Королю Франции любые новые осложнения не сулили ничего доброго. У него и без того хватало неприятностей из-за супруги, Исамбур Датской, которая не соглашалась на развод, навязываемый ей супругом. Новый, только недавно избранный папа Иннокентий III взял это дело в свои руки, несмотря на то, что больше всего ему хотелось заставить обоих государей забыть о своих ссорах и вспомнить дорогу в Святую землю. Папа направил во Францию легата Петра Капуанского с поручением предложить перемирие и таким образом разрешить создавшееся положение.
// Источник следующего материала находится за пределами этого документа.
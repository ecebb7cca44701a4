//! End-to-end tests for the `det` binary.

use std::io::Write;
use std::net::TcpListener;
use std::path::{Path, PathBuf};
use std::process::Output;
use std::time::Duration;

use tempfile::TempDir;
use tokio::io::{AsyncReadExt, AsyncWriteExt};
use tokio::time::{sleep, timeout};

use detergent_core::{testing::fixtures, SqliteCatalog, TorrentCatalog};

/// Find an available port
fn get_available_port() -> u16 {
    TcpListener::bind("127.0.0.1:0")
        .unwrap()
        .local_addr()
        .unwrap()
        .port()
}

struct TestEnv {
    dir: TempDir,
    config_path: PathBuf,
}

impl TestEnv {
    fn new(port: u16) -> Self {
        let dir = TempDir::new().expect("Failed to create temp dir");
        let db_path = dir.path().join("det.db");
        let config_path = dir.path().join("det.toml");

        let config = format!(
            r#"
[database]
path = "{}"

[torrent_client]
download_path = "{}"
enable_dht = false
enable_upnp = false

[server]
host = "127.0.0.1"
port = {}
"#,
            db_path.display(),
            dir.path().join("downloads").display(),
            port
        );
        std::fs::write(&config_path, config).unwrap();

        Self { dir, config_path }
    }

    fn db_path(&self) -> PathBuf {
        self.dir.path().join("det.db")
    }

    fn seed(&self) {
        let catalog = SqliteCatalog::new(&self.db_path()).unwrap();
        for (byte, count) in [(1u8, 5), (2, 20), (3, 1)] {
            for i in 0..count {
                catalog
                    .create_announce(&fixtures::info_hash(byte), &format!("peer-{}", i))
                    .unwrap();
            }
        }
        catalog
            .record_resolution(&fixtures::metadata(fixtures::info_hash(2), "Ubuntu ISO", 4096))
            .unwrap();
    }

    async fn det(&self, args: &[&str]) -> Output {
        timeout(
            Duration::from_secs(20),
            tokio::process::Command::new(env!("CARGO_BIN_EXE_det"))
                .arg("--config")
                .arg(&self.config_path)
                .args(args)
                .env("RUST_LOG", "error")
                .output(),
        )
        .await
        .expect("Command timed out")
        .expect("Failed to execute command")
    }
}

fn stdout(output: &Output) -> String {
    String::from_utf8_lossy(&output.stdout).to_string()
}

/// Minimal HTTP GET returning the response body.
async fn http_get(port: u16, path: &str) -> Option<String> {
    let mut stream = tokio::net::TcpStream::connect(("127.0.0.1", port)).await.ok()?;
    let request = format!(
        "GET {} HTTP/1.1\r\nHost: 127.0.0.1\r\nConnection: close\r\n\r\n",
        path
    );
    stream.write_all(request.as_bytes()).await.ok()?;

    let mut response = String::new();
    stream.read_to_string(&mut response).await.ok()?;
    response
        .split_once("\r\n\r\n")
        .map(|(_, body)| body.to_string())
}

async fn wait_for_server(port: u16, max_attempts: u32) -> bool {
    for _ in 0..max_attempts {
        if http_get(port, "/api/v1/health").await.is_some() {
            return true;
        }
        sleep(Duration::from_millis(100)).await;
    }
    false
}

#[tokio::test]
async fn test_info_prints_counters() {
    let env = TestEnv::new(get_available_port());
    env.seed();

    let output = env.det(&["info"]).await;
    assert!(output.status.success());

    let out = stdout(&output);
    assert!(out.contains("Torrents:  3"));
    assert!(out.contains("Resolved:  1"));
    assert!(out.contains("Announces: 26"));
}

#[tokio::test]
async fn test_popular_lists_most_announced_first() {
    let env = TestEnv::new(get_available_port());
    env.seed();

    let output = env.det(&["popular", "--limit", "2"]).await;
    assert!(output.status.success());

    let out = stdout(&output);
    let lines: Vec<&str> = out.lines().collect();
    assert_eq!(lines.len(), 2);
    assert!(lines[0].starts_with("20 "));
    assert!(lines[0].contains("Ubuntu ISO"));
    assert!(lines[1].starts_with("5 "));
    assert!(lines[1].contains("-- unresolved --"));
    assert!(lines[1].ends_with(&fixtures::info_hash(1).magnet_uri()));
}

#[tokio::test]
async fn test_search_is_case_insensitive() {
    let env = TestEnv::new(get_available_port());
    env.seed();

    let output = env.det(&["search", "UBUNTU"]).await;
    assert!(output.status.success());
    assert_eq!(stdout(&output).lines().count(), 1);
}

#[tokio::test]
async fn test_timeline_prints_today() {
    let env = TestEnv::new(get_available_port());
    env.seed();

    let output = env.det(&["timeline", "--days", "2", "--limit", "1"]).await;
    assert!(output.status.success());

    let out = stdout(&output);
    let today = chrono::Utc::now().date_naive().format("%Y-%m-%d").to_string();
    assert!(out.contains(&today));
    assert!(out.contains("Ubuntu ISO"));
    assert!(!out.contains("-- unresolved --"));
}

#[tokio::test]
async fn test_missing_config_file_exits_with_error() {
    let output = timeout(
        Duration::from_secs(5),
        tokio::process::Command::new(env!("CARGO_BIN_EXE_det"))
            .args(["--config", "/nonexistent/det.toml", "info"])
            .env("RUST_LOG", "error")
            .output(),
    )
    .await
    .expect("Command timed out")
    .expect("Failed to execute command");

    assert_eq!(output.status.code(), Some(1));
}

#[tokio::test]
async fn test_resolve_rejects_bad_hash() {
    let env = TestEnv::new(get_available_port());
    let output = env.det(&["resolve", "not-a-hash"]).await;
    assert_eq!(output.status.code(), Some(1));
}

#[tokio::test]
async fn test_listen_indexes_events_and_serves_status() {
    let port = get_available_port();
    let env = TestEnv::new(port);

    let events_path = env.dir.path().join("events.jsonl");
    write_events(&events_path);

    let mut child = tokio::process::Command::new(env!("CARGO_BIN_EXE_det"))
        .arg("--config")
        .arg(&env.config_path)
        .args(["listen", "--events"])
        .arg(&events_path)
        .env("RUST_LOG", "error")
        .kill_on_drop(true)
        .spawn()
        .expect("Failed to spawn listener");

    assert!(
        wait_for_server(port, 100).await,
        "Status server did not start in time"
    );

    let mut stats = serde_json::Value::Null;
    for _ in 0..50 {
        if let Some(body) = http_get(port, "/api/v1/stats").await {
            stats = serde_json::from_str(&body).unwrap_or(serde_json::Value::Null);
            if stats["total_announces"] == 2 {
                break;
            }
        }
        sleep(Duration::from_millis(100)).await;
    }

    assert_eq!(stats["total_torrents"], 2);
    assert_eq!(stats["total_announces"], 2);
    assert_eq!(stats["resolver"]["running"], true);

    let uri = format!("/api/v1/torrents/{}", fixtures::info_hash(7).to_hex());
    let body = http_get(port, &uri).await.expect("torrent lookup failed");
    let torrent: serde_json::Value = serde_json::from_str(&body).unwrap();
    assert_eq!(torrent["announce_count"], 3);

    child.kill().await.ok();
}

fn write_events(path: &Path) {
    let announced = fixtures::info_hash(7).to_hex();
    let queried = fixtures::info_hash(8).to_hex();
    let node_id = "ab".repeat(20);

    let mut file = std::fs::File::create(path).unwrap();
    for peer in ["10.0.0.1:6881", "10.0.0.2:6881", "10.0.0.1:6881"] {
        writeln!(
            file,
            r#"{{"type":"announce_peer","info_hash":"{}","peer":"{}"}}"#,
            announced, peer
        )
        .unwrap();
    }
    writeln!(
        file,
        r#"{{"type":"query","method":"get_peers","info_hash":"{}","node_id":"{}","source":"10.0.0.3:6881"}}"#,
        queried, node_id
    )
    .unwrap();
}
Легат оказался то ли не столь осторожным, то ли менее искушенным, чем святой епископ Линкольнский, и вздумал начать беседу с королем Англии с упоминания о Филиппе де Дрё. Это он сделал, конечно, зря. Король как будто того и ждал: «Подите вон, наставник льстивый, предатель, обманщик и христопродавец! И не вздумайте мне впредь переходить дорогу!»

Вне себя от гнева король заперся в своих покоях, и вновь именно Гийому Марешалю удалось умерить его ярость. Да и кто еще был способен на это? Войдя в те самые покои, которые всякий почитал за благо обходить стороной в подобные моменты, он стал увещевать короля:

«Вам не стоило бы позволять себе так распаляться из-за подобных пустяков. Лучше уж посмеяться, подумав о том, чего вы добились. Вы же видите, что король Франции на грани истощения. Значит, он пойдет на мир или, по крайней мере, на перемирие. Вы берете себе ваши земли, оставляете ему его замки, но будьте уверены: он ничего не сумеет вытребовать из окрестных земель, в которых разместил свои гарнизоны. Ему придется содержать их на собственные средства, неся все издержки, — и это ему обойдется не дешевле, чем настоящая война!»

Разговор этот состоялся в январе 1199 года на границе Нормандии, близ Вернона. Но ему предшествовала целая череда ожесточенных столкновений, продолжавшихся на протяжении двух лет. Во Фландрии граф Бодуэн осадил город Дуэ и взял его. Воодушевленный таким успехом, он решил осадить Аррас. Можно не сомневаться, что Ричард снабжал его деньгами, без которых нельзя было бы ни затевать подобные операции, ни доводить их до счастливого конца. Сам же граф Фландрский, у которого Филипп Август, когда решался вопрос о наследстве Филиппа Фландрского, выманил Артуа, очень сожалел об утрате такого прекрасного и богатого фьефа — он, похоже, так и не смирился с этой потерей, потому что пытался вернуть ее и много позже, участвуя в битве при Бувине.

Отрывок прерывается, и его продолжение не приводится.